Data for this exercise ->
=======
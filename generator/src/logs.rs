//! Console logging for generation runs.
//!
//! Every progress line and warning goes through the global [`LOGGER`], which
//! prints either prefixed text lines or one JSON [`LogEntry`] per line so the
//! output can be consumed by another tool.

use once_cell::sync::Lazy;
use serde::Serialize;
use std::sync::atomic::{AtomicBool, Ordering};

/// Severity of a log line
#[derive(Debug, Clone, Copy, PartialEq, Eq, Serialize)]
#[serde(rename_all = "lowercase")]
pub enum LogLevel {
    Info,
    Success,
    Warning,
    Error,
}

/// One progress line, printed as text or serialized as a JSON object.
#[derive(Debug, Clone, Serialize)]
pub struct LogEntry {
    pub level: LogLevel,
    pub message: String,
    /// Nesting depth; file writes sit one level under their monitor
    pub indent: u8,
}

impl LogEntry {
    pub fn new(level: LogLevel, message: impl Into<String>) -> Self {
        Self { level, message: message.into(), indent: 0 }
    }

    pub fn with_indent(mut self, indent: u8) -> Self {
        self.indent = indent;
        self
    }

    /// Render as a human-readable console line.
    pub fn to_text(&self) -> String {
        let prefix = match self.level {
            LogLevel::Info => "  ",
            LogLevel::Success => "  ✓",
            LogLevel::Warning => "  ⚠️ Warning:",
            LogLevel::Error => "  ❌",
        };
        let indent = "  ".repeat(self.indent as usize);
        format!("{}{} {}", indent, prefix, self.message)
    }
}

/// Output format of the console logger
#[derive(Debug, Clone, Copy, PartialEq, Eq, Default, clap::ValueEnum)]
pub enum LogFormat {
    /// Prefixed human-readable lines
    #[default]
    Text,
    /// One JSON object per line
    Json,
}

/// Global logger
pub static LOGGER: Lazy<Logger> = Lazy::new(Logger::new);

/// Writes log entries to stdout in the selected format
pub struct Logger {
    json: AtomicBool,
}

impl Logger {
    pub fn new() -> Self {
        Self { json: AtomicBool::new(false) }
    }

    pub fn set_format(&self, format: LogFormat) {
        self.json.store(format == LogFormat::Json, Ordering::Relaxed);
    }

    pub fn format(&self) -> LogFormat {
        if self.json.load(Ordering::Relaxed) {
            LogFormat::Json
        } else {
            LogFormat::Text
        }
    }

    pub fn log(&self, entry: LogEntry) {
        match self.format() {
            LogFormat::Text => println!("{}", entry.to_text()),
            LogFormat::Json => match serde_json::to_string(&entry) {
                Ok(line) => println!("{}", line),
                Err(_) => println!("{}", entry.to_text()),
            },
        }
    }
}

impl Default for Logger {
    fn default() -> Self {
        Self::new()
    }
}

pub fn log_info(msg: impl Into<String>) {
    LOGGER.log(LogEntry::new(LogLevel::Info, msg));
}

pub fn log_success(msg: impl Into<String>) {
    LOGGER.log(LogEntry::new(LogLevel::Success, msg));
}

pub fn log_warning(msg: impl Into<String>) {
    LOGGER.log(LogEntry::new(LogLevel::Warning, msg));
}

pub fn log_error(msg: impl Into<String>) {
    LOGGER.log(LogEntry::new(LogLevel::Error, msg));
}

/// Info line nested under the current monitor.
pub fn log_info_indent(msg: impl Into<String>, indent: u8) {
    LOGGER.log(LogEntry::new(LogLevel::Info, msg).with_indent(indent));
}
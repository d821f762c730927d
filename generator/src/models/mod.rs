//! Documents written for each monitor.
//!
//! - [`MonitorDefinition`] - Dynatrace browser monitor payload (`monitor.json`)
//! - [`Tag`] - tag entry attached to a monitor
//! - [`ProjectDescriptor`] - Monaco project entry (`project.yaml`)
//!
//! Field order of the structs is the serialized key order, so the generated
//! files are stable across runs.

use serde::{Deserialize, Serialize};

// =============================================================================
// Tags
// =============================================================================

/// Scope of a tag.
#[derive(Debug, Clone, Copy, Serialize, Deserialize, PartialEq, Eq, Default)]
#[serde(rename_all = "SCREAMING_SNAKE_CASE")]
pub enum TagContext {
    #[default]
    Contextless,
}

/// A monitor tag. `value` is omitted from the output when absent.
#[derive(Debug, Clone, Serialize, Deserialize, PartialEq, Eq)]
pub struct Tag {
    pub context: TagContext,
    pub key: String,
    #[serde(skip_serializing_if = "Option::is_none", default)]
    pub value: Option<String>,
}

impl Tag {
    /// Contextless tag with a value.
    pub fn new(key: impl Into<String>, value: impl Into<String>) -> Self {
        Self {
            context: TagContext::Contextless,
            key: key.into(),
            value: Some(value.into()),
        }
    }

    /// Contextless tag without a value.
    pub fn key_only(key: impl Into<String>) -> Self {
        Self {
            context: TagContext::Contextless,
            key: key.into(),
            value: None,
        }
    }
}

// =============================================================================
// Anomaly Detection
// =============================================================================

#[derive(Debug, Clone, Serialize, Deserialize, PartialEq)]
#[serde(rename_all = "camelCase")]
pub struct AnomalyDetection {
    pub loading_time_thresholds: LoadingTimeThresholds,
    pub outage_handling: OutageHandling,
}

#[derive(Debug, Clone, Serialize, Deserialize, PartialEq)]
pub struct LoadingTimeThresholds {
    pub enabled: bool,
    pub thresholds: Vec<serde_json::Value>,
}

#[derive(Debug, Clone, Serialize, Deserialize, PartialEq)]
#[serde(rename_all = "camelCase")]
pub struct OutageHandling {
    pub global_outage: bool,
    pub global_outage_policy: GlobalOutagePolicy,
    pub local_outage: bool,
    pub local_outage_policy: LocalOutagePolicy,
    pub retry_on_error: bool,
}

#[derive(Debug, Clone, Serialize, Deserialize, PartialEq)]
#[serde(rename_all = "camelCase")]
pub struct GlobalOutagePolicy {
    pub consecutive_runs: u32,
}

/// Serialized with explicit `null`s; the API expects both keys.
#[derive(Debug, Clone, Serialize, Deserialize, PartialEq, Default)]
#[serde(rename_all = "camelCase")]
pub struct LocalOutagePolicy {
    pub affected_locations: Option<u32>,
    pub consecutive_runs: Option<u32>,
}

impl Default for AnomalyDetection {
    /// Alert on a global outage after one failed run, retry on error,
    /// no loading-time thresholds.
    fn default() -> Self {
        Self {
            loading_time_thresholds: LoadingTimeThresholds {
                enabled: false,
                thresholds: Vec::new(),
            },
            outage_handling: OutageHandling {
                global_outage: true,
                global_outage_policy: GlobalOutagePolicy { consecutive_runs: 1 },
                local_outage: false,
                local_outage_policy: LocalOutagePolicy::default(),
                retry_on_error: true,
            },
        }
    }
}

// =============================================================================
// Key Performance Metrics
// =============================================================================

#[derive(Debug, Clone, Serialize, Deserialize, PartialEq)]
#[serde(rename_all = "camelCase")]
pub struct KeyPerformanceMetrics {
    pub load_action_kpm: String,
    pub xhr_action_kpm: String,
}

impl Default for KeyPerformanceMetrics {
    fn default() -> Self {
        Self {
            load_action_kpm: "VISUALLY_COMPLETE".to_string(),
            xhr_action_kpm: "VISUALLY_COMPLETE".to_string(),
        }
    }
}

// =============================================================================
// Script
// =============================================================================

/// Browser script: a single navigate step.
#[derive(Debug, Clone, Serialize, Deserialize, PartialEq)]
pub struct Script {
    pub configuration: ScriptConfiguration,
    pub events: Vec<ScriptEvent>,
    #[serde(rename = "type")]
    pub script_type: String,
    pub version: String,
}

impl Script {
    pub const VERSION: &'static str = "1.0";

    pub fn navigate(
        script_type: impl Into<String>,
        url: impl Into<String>,
        description: impl Into<String>,
    ) -> Self {
        Self {
            configuration: ScriptConfiguration::default(),
            events: vec![ScriptEvent::navigate(url, description)],
            script_type: script_type.into(),
            version: Self::VERSION.to_string(),
        }
    }
}

#[derive(Debug, Clone, Serialize, Deserialize, PartialEq)]
#[serde(rename_all = "camelCase")]
pub struct ScriptConfiguration {
    pub bandwidth: Bandwidth,
    pub chromium_startup_flags: ChromiumStartupFlags,
    pub device: Device,
}

impl Default for ScriptConfiguration {
    fn default() -> Self {
        Self {
            bandwidth: Bandwidth {
                network_type: "WiFi".to_string(),
            },
            chromium_startup_flags: ChromiumStartupFlags {
                disable_web_security: false,
            },
            device: Device {
                device_name: "Desktop".to_string(),
                orientation: "landscape".to_string(),
            },
        }
    }
}

#[derive(Debug, Clone, Serialize, Deserialize, PartialEq)]
#[serde(rename_all = "camelCase")]
pub struct Bandwidth {
    pub network_type: String,
}

#[derive(Debug, Clone, Serialize, Deserialize, PartialEq)]
pub struct ChromiumStartupFlags {
    #[serde(rename = "disable-web-security")]
    pub disable_web_security: bool,
}

#[derive(Debug, Clone, Serialize, Deserialize, PartialEq)]
#[serde(rename_all = "camelCase")]
pub struct Device {
    pub device_name: String,
    pub orientation: String,
}

/// One step of a browser script.
#[derive(Debug, Clone, Serialize, Deserialize, PartialEq)]
pub struct ScriptEvent {
    pub description: String,
    #[serde(rename = "type")]
    pub event_type: String,
    pub url: String,
    pub wait: WaitPolicy,
}

impl ScriptEvent {
    pub fn navigate(url: impl Into<String>, description: impl Into<String>) -> Self {
        Self {
            description: description.into(),
            event_type: "navigate".to_string(),
            url: url.into(),
            wait: WaitPolicy::default(),
        }
    }
}

#[derive(Debug, Clone, Serialize, Deserialize, PartialEq)]
#[serde(rename_all = "camelCase")]
pub struct WaitPolicy {
    pub wait_for: String,
}

impl Default for WaitPolicy {
    fn default() -> Self {
        Self {
            wait_for: "page_complete".to_string(),
        }
    }
}

// =============================================================================
// Monitor Definition
// =============================================================================

#[derive(Debug, Clone, Copy, Serialize, Deserialize, PartialEq, Eq, Default)]
#[serde(rename_all = "SCREAMING_SNAKE_CASE")]
pub enum MonitorType {
    #[default]
    Browser,
}

/// A synthetic browser monitor as sent to the Dynatrace API.
#[derive(Debug, Clone, Serialize, Deserialize, PartialEq)]
#[serde(rename_all = "camelCase")]
pub struct MonitorDefinition {
    pub anomaly_detection: AnomalyDetection,
    pub automatically_assigned_apps: Vec<String>,
    pub enabled: bool,
    /// Always empty for browser monitors; steps live in `script.events`.
    pub events: Vec<serde_json::Value>,
    pub frequency_min: u32,
    pub key_performance_metrics: KeyPerformanceMetrics,
    pub locations: Vec<String>,
    pub management_zones: Vec<String>,
    pub manually_assigned_apps: Vec<String>,
    pub name: String,
    pub script: Script,
    pub tags: Vec<Tag>,
    #[serde(rename = "type")]
    pub monitor_type: MonitorType,
}

// =============================================================================
// Project Descriptor
// =============================================================================

/// Monaco project file listing the configs of one directory.
#[derive(Debug, Clone, Serialize, Deserialize, PartialEq, Eq)]
pub struct ProjectDescriptor {
    pub configs: Vec<ProjectConfig>,
}

/// One Monaco config entry.
#[derive(Debug, Clone, Serialize, Deserialize, PartialEq, Eq)]
pub struct ProjectConfig {
    pub id: String,
    pub config: ConfigTemplate,
    #[serde(rename = "type")]
    pub config_type: ConfigType,
}

#[derive(Debug, Clone, Serialize, Deserialize, PartialEq, Eq)]
pub struct ConfigTemplate {
    pub name: String,
    /// File name of the JSON payload, relative to the project file.
    pub template: String,
}

#[derive(Debug, Clone, Serialize, Deserialize, PartialEq, Eq)]
pub struct ConfigType {
    pub api: String,
}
=======
Exercise details -> The records above should be printed exactly, please, from the first line through the line containing "line so the", with both ends kept and nothing past it.

Written answer ->
filename generator/src/logs.rs
//! Console logging for generation runs.
//!
//! Every progress line and warning goes through the global [`LOGGER`], which
//! prints either prefixed text lines or one JSON [`LogEntry`] per line so the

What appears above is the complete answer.